(Activity) Please give back, word for word, each line from the start of the entries through the one in which "use crate::core::project::TransferRequest;" is found.

Collected data entries:
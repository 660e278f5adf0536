//! BackendShim trait definition and result types.
//!
//! A shim turns a [`BuildConfig`] into rendered scripts for one tool. Shims
//! are pure: they never touch the filesystem except to read template
//! overrides, and they never run the vendor tool.

use std::path::PathBuf;

use serde::Serialize;

use crate::builder::shim::capabilities::{BackendCapabilities, BackendId};
use crate::builder::template::{RenderContext, TemplateSource};
use crate::core::choice::DevType;
use crate::core::config::{BuildConfig, FileEntry};
use crate::core::errors::BuildError;
use crate::core::part::{PartDescriptor, PartResolver};
use crate::core::project::TransferRequest;

/// Backend availability status.
#[derive(Debug, Clone, PartialEq, Eq)]
pub enum BackendAvailability {
    /// Tool found on PATH
    Available {
        /// Resolved executable
        path: PathBuf,
    },

    /// Tool is not installed or not on PATH
    NotInstalled {
        /// Name of the missing tool (e.g., "vivado")
        tool: String,
        /// Hint for how to install it
        install_hint: String,
    },
}

impl BackendAvailability {
    /// Check if the backend is available.
    pub fn is_available(&self) -> bool {
        matches!(self, BackendAvailability::Available { .. })
    }

    /// Get error message if not available.
    pub fn error_message(&self) -> Option<String> {
        match self {
            BackendAvailability::Available { .. } => None,
            BackendAvailability::NotInstalled { tool, install_hint } => {
                Some(format!("{} not found. {}", tool, install_hint))
            }
        }
    }
}

/// One script produced by a shim.
#[derive(Debug, Clone, PartialEq, Eq, Serialize)]
pub struct RenderedScript {
    /// File name inside the output directory
    pub file_name: String,
    pub text: String,
}

/// Scripts to write and the command that runs them.
#[derive(Debug, Clone, PartialEq, Eq, Serialize)]
pub struct ScriptPlan {
    pub scripts: Vec<RenderedScript>,
    pub command: String,
}

impl ScriptPlan {
    /// A plan with a single script.
    pub fn single(file_name: &str, text: String, command: &str) -> Self {
        ScriptPlan {
            scripts: vec![RenderedScript {
                file_name: file_name.to_string(),
                text,
            }],
            command: command.to_string(),
        }
    }
}

/// Programming settings after validation and defaulting.
#[derive(Debug, Clone, PartialEq, Eq)]
pub struct TransferSettings {
    pub devtype: DevType,
    /// 1-based position in the JTAG chain
    pub position: u32,
    /// Configuration memory part, for `spi` and `bpi`
    pub mempart: Option<String>,
    /// Memory data width, for `spi` and `bpi`
    pub width: Option<u32>,
}

/// Valid SPI data widths, default first.
pub const SPI_WIDTHS: &[u32] = &[1, 2, 4];

/// Valid BPI data widths, default first.
pub const BPI_WIDTHS: &[u32] = &[16, 8, 32];

impl TransferSettings {
    /// Validate a request against what the backend can program.
    pub fn validate(
        caps: &BackendCapabilities,
        req: &TransferRequest,
    ) -> Result<TransferSettings, BuildError> {
        let devtypes = caps.devtypes();
        if !devtypes.contains(&req.devtype) {
            return Err(BuildError::invalid_choice(
                "device type",
                req.devtype.as_str(),
                devtypes,
            ));
        }

        let position = req.position.unwrap_or(1);
        if position == 0 {
            return Err(BuildError::invalid_choice(
                "chain position",
                "0",
                &["1 or greater"],
            ));
        }

        let widths = match req.devtype {
            DevType::Spi => SPI_WIDTHS,
            DevType::Bpi => BPI_WIDTHS,
            DevType::Fpga | DevType::Xcf => &[],
        };

        let (mempart, width) = if req.devtype.is_memory() {
            let mempart = req.part.clone().ok_or_else(|| BuildError::MissingValue {
                what: "memory part",
                expected: format!("the {} flash part name", req.devtype),
            })?;
            let width = match req.width {
                Some(w) if widths.contains(&w) => w,
                Some(w) => {
                    let mut valid = widths.to_vec();
                    valid.sort_unstable();
                    return Err(BuildError::invalid_choice(
                        "memory width",
                        w.to_string(),
                        valid.as_slice(),
                    ));
                }
                None => widths[0],
            };
            (Some(mempart), Some(width))
        } else {
            (None, None)
        };

        Ok(TransferSettings {
            devtype: req.devtype,
            position,
            mempart,
            width,
        })
    }

    /// Add the programming placeholders to a context.
    pub fn apply(&self, ctx: &mut RenderContext) {
        ctx.insert("DEVTYPE", self.devtype.as_str());
        ctx.insert("POSITION", self.position.to_string());
        if let Some(mempart) = &self.mempart {
            ctx.insert("MEMPART", mempart.as_str());
        }
        if let Some(width) = self.width {
            ctx.insert("WIDTH", width.to_string());
        }
    }
}

/// BackendShim trait - interface for backends.
pub trait BackendShim: Send + Sync {
    /// Get backend capabilities.
    fn capabilities(&self) -> &BackendCapabilities;

    /// Prefix tables and rewrite rules for this backend's part naming.
    fn resolver(&self) -> &PartResolver;

    /// Get the backend identifier.
    fn id(&self) -> BackendId {
        self.capabilities().id
    }

    /// Derive the part descriptor the templates see.
    fn describe_part(&self, part: &str) -> Result<PartDescriptor, BuildError> {
        self.resolver().resolve(part)
    }

    /// Validate a part string and return the form to store.
    fn normalize_part(&self, part: &str) -> Result<String, BuildError> {
        self.describe_part(part)?;
        Ok(part.to_string())
    }

    /// Reject source files the backend cannot consume.
    fn check_file(&self, _file: &FileEntry) -> Result<(), BuildError> {
        Ok(())
    }

    /// Add backend-derived values (FILES, CONSTRAINTS, flags) to the context.
    fn build_context(
        &self,
        config: &BuildConfig,
        part: &PartDescriptor,
        ctx: &mut RenderContext,
    ) -> Result<(), BuildError>;

    /// Render the build script.
    fn generate(
        &self,
        ctx: &RenderContext,
        templates: &TemplateSource,
    ) -> Result<ScriptPlan, BuildError> {
        let caps = self.capabilities();
        let text = templates.render(caps.script, ctx)?;
        Ok(ScriptPlan::single(caps.script, text, caps.command))
    }

    /// Render the programming script.
    ///
    /// `ctx` already holds `BITSTREAM`. Backends that cannot program
    /// devices keep the default, which fails.
    fn transfer(
        &self,
        _config: &BuildConfig,
        ctx: &RenderContext,
        req: &TransferRequest,
        templates: &TemplateSource,
    ) -> Result<ScriptPlan, BuildError> {
        let caps = self.capabilities();
        let transfer = caps
            .transfer
            .ok_or_else(|| BuildError::unsupported(caps.id, "transfer"))?;

        let settings = TransferSettings::validate(caps, req)?;
        let mut ctx = ctx.clone();
        settings.apply(&mut ctx);

        let text = templates.render(transfer.script, &ctx)?;
        Ok(ScriptPlan::single(transfer.script, text, transfer.command))
    }

    /// Check if the vendor tool is on PATH.
    fn availability(&self) -> BackendAvailability {
        let caps = self.capabilities();
        match which::which(caps.tool) {
            Ok(path) => BackendAvailability::Available { path },
            Err(_) => BackendAvailability::NotInstalled {
                tool: caps.tool.to_string(),
                install_hint: caps.install_hint.to_string(),
            },
        }
    }
}

#[cfg(test)]
mod tests {
    use super::*;
    use crate::builder::shim::capabilities::{BackendKind, TransferCapabilities};

    const CAPS: BackendCapabilities = BackendCapabilities {
        id: BackendId::Vivado,
        kind: BackendKind::ProjectFile,
        description: "test",
        tool: "definitely-not-a-real-fpga-tool",
        install_hint: "install it",
        default_part: "a-b",
        script: "vivado.tcl",
        command: "run",
        bitstream_ext: "bit",
        transfer: Some(TransferCapabilities {
            script: "vivado-prog.tcl",
            command: "prog",
            devtypes: &[DevType::Fpga, DevType::Spi, DevType::Bpi],
        }),
    };

    fn request(devtype: DevType) -> TransferRequest {
        TransferRequest::new(devtype)
    }

    #[test]
    fn test_fpga_defaults() {
        let settings = TransferSettings::validate(&CAPS, &request(DevType::Fpga)).unwrap();
        assert_eq!(settings.position, 1);
        assert_eq!(settings.mempart, None);
        assert_eq!(settings.width, None);
    }

    #[test]
    fn test_unsupported_devtype() {
        let err = TransferSettings::validate(&CAPS, &request(DevType::Xcf)).unwrap_err();
        match err {
            BuildError::InvalidChoice { what, expected, .. } => {
                assert_eq!(what, "device type");
                assert_eq!(expected, vec!["fpga", "spi", "bpi"]);
            }
            other => panic!("unexpected: {other}"),
        }
    }

    #[test]
    fn test_memory_needs_part() {
        let err = TransferSettings::validate(&CAPS, &request(DevType::Spi)).unwrap_err();
        assert!(matches!(err, BuildError::MissingValue { what: "memory part", .. }));
    }

    #[test]
    fn test_bpi_width() {
        let mut req = request(DevType::Bpi);
        req.part = Some("28f00ap30t-bpi-x16".to_string());

        let settings = TransferSettings::validate(&CAPS, &req).unwrap();
        assert_eq!(settings.width, Some(16));

        req.width = Some(32);
        assert_eq!(
            TransferSettings::validate(&CAPS, &req).unwrap().width,
            Some(32)
        );

        req.width = Some(12);
        let err = TransferSettings::validate(&CAPS, &req).unwrap_err();
        assert!(err.to_string().contains("8, 16, 32"));
    }

    #[test]
    fn test_position_zero() {
        let mut req = request(DevType::Fpga);
        req.position = Some(0);
        assert!(TransferSettings::validate(&CAPS, &req).is_err());
    }

    #[test]
    fn test_apply() {
        let mut req = request(DevType::Spi);
        req.part = Some("s25fl128sxxxxxx0-spi-x1_x2_x4".to_string());
        req.position = Some(2);

        let mut ctx = RenderContext::new();
        TransferSettings::validate(&CAPS, &req)
            .unwrap()
            .apply(&mut ctx);
        assert_eq!(ctx.get("DEVTYPE"), Some("spi"));
        assert_eq!(ctx.get("POSITION"), Some("2"));
        assert_eq!(ctx.get("WIDTH"), Some("1"));
        assert_eq!(ctx.get("MEMPART"), Some("s25fl128sxxxxxx0-spi-x1_x2_x4"));
    }

    #[test]
    fn test_availability_missing_tool() {
        struct Missing(PartResolver);
        impl BackendShim for Missing {
            fn capabilities(&self) -> &BackendCapabilities {
                &CAPS
            }
            fn resolver(&self) -> &PartResolver {
                &self.0
            }
            fn build_context(
                &self,
                _config: &BuildConfig,
                _part: &PartDescriptor,
                _ctx: &mut RenderContext,
            ) -> Result<(), BuildError> {
                Ok(())
            }
        }

        let availability = Missing(PartResolver::new()).availability();
        assert!(!availability.is_available());
        assert_eq!(
            availability.error_message().unwrap(),
            "definitely-not-a-real-fpga-tool not found. install it"
        );
    }
}
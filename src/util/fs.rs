//! Filesystem utilities.

use std::fs;
use std::io::Write;
use std::path::{Path, PathBuf};

use anyhow::{Context, Result};
use glob::glob;

/// Write a file by renaming a fully written temp file into place.
///
/// The temp file lives in the destination directory so the rename never
/// crosses filesystems. Readers see either the old file or the new one.
pub fn write_atomic(path: &Path, contents: &str) -> std::io::Result<()> {
    let dir = match path.parent() {
        Some(parent) if !parent.as_os_str().is_empty() => parent,
        _ => Path::new("."),
    };
    fs::create_dir_all(dir)?;

    let mut tmp = tempfile::NamedTempFile::new_in(dir)?;
    tmp.write_all(contents.as_bytes())?;
    tmp.flush()?;
    tmp.persist(path).map_err(|e| e.error)?;
    Ok(())
}

/// Find files matching a glob pattern relative to a base directory.
///
/// Results are sorted so the declaration order of globbed sources is stable.
pub fn glob_files(base: &Path, pattern: &str) -> Result<Vec<PathBuf>> {
    let full_pattern = base.join(pattern);
    let pattern_str = full_pattern.to_string_lossy();

    let mut results = Vec::new();
    for entry in glob(&pattern_str).with_context(|| format!("invalid glob pattern: {}", pattern))? {
        match entry {
            Ok(path) => {
                if path.is_file() {
                    results.push(path);
                }
            }
            Err(e) => {
                tracing::warn!("glob error: {}", e);
            }
        }
    }

    results.sort();
    results.dedup();
    Ok(results)
}

/// Check if a string contains glob metacharacters.
pub fn is_glob(pattern: &str) -> bool {
    pattern.contains(['*', '?', '['])
}

/// Make a path absolute without touching the filesystem.
///
/// Falls back to the path as given when the current directory is unknown.
pub fn absolute(path: &Path) -> PathBuf {
    std::path::absolute(path).unwrap_or_else(|_| path.to_path_buf())
}
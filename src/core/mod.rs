//! Core data structures for fpgaforge.
//!
//! This module contains the tool-neutral build description:
//! - Closed choice sets (strategy, task, device kind)
//! - Part descriptor resolution
//! - Phase option and hook registries
//! - The project aggregate and its manifest

pub mod choice;
pub mod config;
pub mod errors;
pub mod manifest;
pub mod part;
pub mod phase;
pub mod project;

pub use choice::{DevType, Strategy, Task};
pub use config::{BuildConfig, ConstraintStage, FileEntry, FileKind};
pub use errors::BuildError;
pub use manifest::{find_manifest, Manifest, MANIFEST_NAME};
pub use part::{PartDescriptor, PartResolver};
pub use phase::{HookStage, Phase, PhaseRegistry};
pub use project::{Invocation, Project, TransferRequest};
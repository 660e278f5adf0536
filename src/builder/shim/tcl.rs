//! Formatting helpers shared by the TCL-based shims.

use std::path::Path;

/// Path with forward slashes, as every vendor TCL shell expects.
pub fn path_str(path: &Path) -> String {
    path.to_string_lossy().replace('\\', "/")
}

/// Path quoted as a TCL word: `{path}`.
pub fn braced(path: &Path) -> String {
    format!("{{{}}}", path_str(path))
}

/// Lower-case extension of a path, empty when it has none.
pub fn extension(path: &Path) -> String {
    path.extension()
        .and_then(|e| e.to_str())
        .map(str::to_lowercase)
        .unwrap_or_default()
}

/// `KEY=VALUE` pairs joined with `sep`.
pub fn key_values<'a>(
    pairs: impl IntoIterator<Item = (&'a String, &'a String)>,
    sep: &str,
) -> String {
    pairs
        .into_iter()
        .map(|(k, v)| format!("{}={}", k, v))
        .collect::<Vec<_>>()
        .join(sep)
}

#[cfg(test)]
mod tests {
    use super::*;
    use std::collections::BTreeMap;

    #[test]
    fn test_braced() {
        assert_eq!(braced(Path::new("/src/top.v")), "{/src/top.v}");
        assert_eq!(braced(Path::new("C:\\hdl\\top.v")), "{C:/hdl/top.v}");
    }

    #[test]
    fn test_extension() {
        assert_eq!(extension(Path::new("pins.XDC")), "xdc");
        assert_eq!(extension(Path::new("Makefile")), "");
    }

    #[test]
    fn test_key_values() {
        let mut map = BTreeMap::new();
        map.insert("WIDTH".to_string(), "8".to_string());
        map.insert("DEPTH".to_string(), "16".to_string());
        assert_eq!(key_values(&map, " "), "DEPTH=16 WIDTH=8");
    }
}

(Solution)
repository 660e278f5adf0536
//! BackendShim trait definition and result types.
//!
//! A shim turns a [`BuildConfig`] into rendered scripts for one tool. Shims
//! are pure: they never touch the filesystem except to read template
//! overrides, and they never run the vendor tool.

use std::path::PathBuf;

use serde::Serialize;

use crate::builder::shim::capabilities::{BackendCapabilities, BackendId};
use crate::builder::template::{RenderContext, TemplateSource};
use crate::core::choice::DevType;
use crate::core::config::{BuildConfig, FileEntry};
use crate::core::errors::BuildError;
use crate::core::part::{PartDescriptor, PartResolver};
use crate::core::project::TransferRequest;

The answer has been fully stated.